To test whether interference of N-cad adhesions could promote cell death, we used interfering peptides for N-cad and E-cad in 639V and J82 cells; incubation with specific peptides for N-cad reduced cell viability in 639V and J82 cells (Supplementary Figure S6). PTEN alterations in UBC associate with N-cad upregulation; our findings suggest that PI3Kβ controls cell survival in these UBC by regulating N-cad adhesion integrity.

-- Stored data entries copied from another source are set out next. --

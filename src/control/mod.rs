//! Control connection drivers
//!
//! The state machines talk to servers only through `ControlConnection`.
//! A driver queues every request and answers through the supplied
//! callback from one of its own threads, never from inside the call, so
//! callers may hold the handle lock while issuing requests.

pub mod ftp;
pub mod helper;
#[cfg(test)]
pub mod mock;

use std::io;
use std::net::{SocketAddr, TcpStream};
use std::sync::Arc;

use crate::attr::{AuthInfo, Mode};
use crate::command::Command;
use crate::config::EngineConfig;
use crate::data::{self, Block, SharedSink, SharedSource};
use crate::error::ClientError;
use crate::reply::Reply;
use crate::restart_marker::Range;
use crate::url::{FtpUrl, Scheme};

/// Receives every reply to one request: preliminary ones first, then the
/// final one. An error ends the exchange.
pub type ReplyCallback = Box<dyn FnMut(Result<Reply, ClientError>) + Send>;

/// Runs once a quit or forced close has finished.
pub type CloseCallback = Box<dyn FnOnce() + Send>;

/// Reports each block moved over the data channel.
pub type BlockCallback = Box<dyn FnMut(Block) + Send>;

pub enum Direction {
    Receive(SharedSink),
    Send {
        source: SharedSource,
        end: Option<u64>,
        skip: Vec<Range>,
    },
}

/// Data channel half of a transfer command.
pub struct DataRequest {
    /// Address from the last `PASV`; `None` reuses the open data connection.
    pub address: Option<SocketAddr>,
    pub mode: Mode,
    pub direction: Direction,
    pub base_offset: u64,
    pub on_block: BlockCallback,
}

pub trait ControlConnection: Send + Sync {
    /// Opens the control channel; the callback gets the greeting.
    fn connect(&self, url: &FtpUrl, on_reply: ReplyCallback) -> Result<(), ClientError>;

    fn authenticate(&self, auth: &AuthInfo, on_reply: ReplyCallback) -> Result<(), ClientError>;

    fn send_command(&self, command: &Command, on_reply: ReplyCallback) -> Result<(), ClientError>;

    /// Sends a data command and moves the data; the final reply arrives
    /// after the data channel is done.
    fn transfer(
        &self,
        command: &Command,
        data: DataRequest,
        on_reply: ReplyCallback,
    ) -> Result<(), ClientError>;

    fn quit(&self, on_done: CloseCallback) -> Result<(), ClientError>;

    /// Tears the connection down, interrupting whatever is in progress.
    fn force_close(&self, on_closed: CloseCallback) -> Result<(), ClientError>;
}

/// Work queued for a driver's worker thread.
enum Job {
    Connect {
        url: FtpUrl,
        on_reply: ReplyCallback,
    },
    Authenticate {
        auth: AuthInfo,
        on_reply: ReplyCallback,
    },
    Command {
        text: String,
        on_reply: ReplyCallback,
    },
    Transfer {
        text: String,
        data: DataRequest,
        on_reply: ReplyCallback,
    },
    Quit {
        on_done: CloseCallback,
    },
    Closed {
        on_closed: CloseCallback,
    },
}

fn closed_error() -> ClientError {
    io::Error::new(io::ErrorKind::ConnectionAborted, "control connection closed").into()
}

/// Moves the data of one transfer over an open data connection.
fn pump(
    conn: &mut TcpStream,
    mode: Mode,
    direction: Direction,
    base_offset: u64,
    on_block: &mut BlockCallback,
) -> io::Result<u64> {
    match direction {
        Direction::Receive(sink) => data::receive(conn, mode, &sink, base_offset, &mut **on_block),
        Direction::Send { source, end, skip } => {
            data::send(conn, mode, &source, base_offset, end, &skip, &mut **on_block)
        }
    }
}

/// Opens control connections for targets.
pub trait ControlFactory: Send + Sync {
    fn open(
        &self,
        url: &FtpUrl,
        config: &Arc<EngineConfig>,
    ) -> Result<Arc<dyn ControlConnection>, ClientError>;
}

/// Picks the suppaftp driver for `ftp`/`gsiftp` and the helper program
/// driver for `sshftp`.
#[derive(Debug, Default, Clone, Copy)]
pub struct DefaultControlFactory;

impl ControlFactory for DefaultControlFactory {
    fn open(
        &self,
        url: &FtpUrl,
        config: &Arc<EngineConfig>,
    ) -> Result<Arc<dyn ControlConnection>, ClientError> {
        match url.scheme {
            Scheme::Ftp | Scheme::Gsiftp => Ok(Arc::new(ftp::FtpDriver::spawn(Arc::clone(config))?)),
            Scheme::Sshftp => {
                let program = config
                    .find_ssh_client_program()
                    .ok_or_else(|| ClientError::UnsupportedFeature("sshftp helper program".into()))?;
                Ok(Arc::new(helper::HelperDriver::spawn(program, Arc::clone(config))?))
            }
        }
    }
}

PI3Kβ associates with N-cadherin

PI3Kβ expression is needed for N-cad adhesions integrity; we tested whether PI3Kβ could bind to N-cad and thereby exert a scaffold function for N-cad membrane localization. We first examined PI3Kα and PI3Kβ levels in E-cad+ SW780 cells and N-cad+ 639V cells. To determine the PI3Kα / PI3Kβ ratios in the cells, we immunoprecipitated PI3Kα and PI3Kβ from extracts of SW780 and 639V cells (900 µg). As PI3K associates 1:1 with p85, we compared the amount of p85/PI3Kα and p85/PI3Kβ complexes by examining in WB the associated p85 subunit. To check that the immunoprecipitation (IP) was efficient we confirmed that the supernatants of the IP were depleted of the PI3Kα or β; both cell lines showed moderately higher levels of p85/PI3Kβ than p85/PI3Kα (Figure 8a). E-cad IP from SW780 cell extracts followed by WB with PI3Kα or PI3Kβ Ab showed that E-cad preferentially associates PI3Kα (Figure 8b). A similar analysis after N-cad IP from 639V extracts showed that N-cad preferentially associates PI3Kβ (Figure 8b). For quantitation, we referred the amount of PI3Kα or β associated to N-cad or E-cad to the total PI3Kα or β cell content (in cell extracts). We confirmed that the PI3Kβ signal in complex with N-cad was specific, since PIK3CB depletion abolished this signal (Figure 8c).

Discussion

There is increasing evidence that inhibition of oncogenic kinases activities does not equate to the reduction of their expression. This is the case of PI3Kβ, whose expression, rather than its activity, is necessary from the onset of embryonic development [24-26]. We explored the therapeutic potential of local PIK3CB siRNA delivery on PTEN-mutant tumors, since PI3Kβ is the main isoform activated in these tumors [15]. After examining a set of 10 unrelated cancer cell lines, we focused on a panel of 11 bladder carcinoma cells (UBC), as these tumors have PTEN mutations and increased PI3Kβ expression. In most PTEN-mutant UBC cells, PIK3CB knockdown induced apoptosis and effectively led to tumor regression; PI3Kβ depletion was markedly more efficient than PI3Kβ inhibition. The apoptotic response was absent in a few samples, which provided an opportunity to determine the molecular requirements for PI3Kβ dependence. Our results suggest that PTEN mutation and concomitant E-cad loss (found in invasive UBC) are needed for PI3Kβ dependence. In parallel to E-cad loss, UBC express N-cad [35], which controls cell survival [38]. We show that PI3Kβ associates with and regulates N-cad adhesion.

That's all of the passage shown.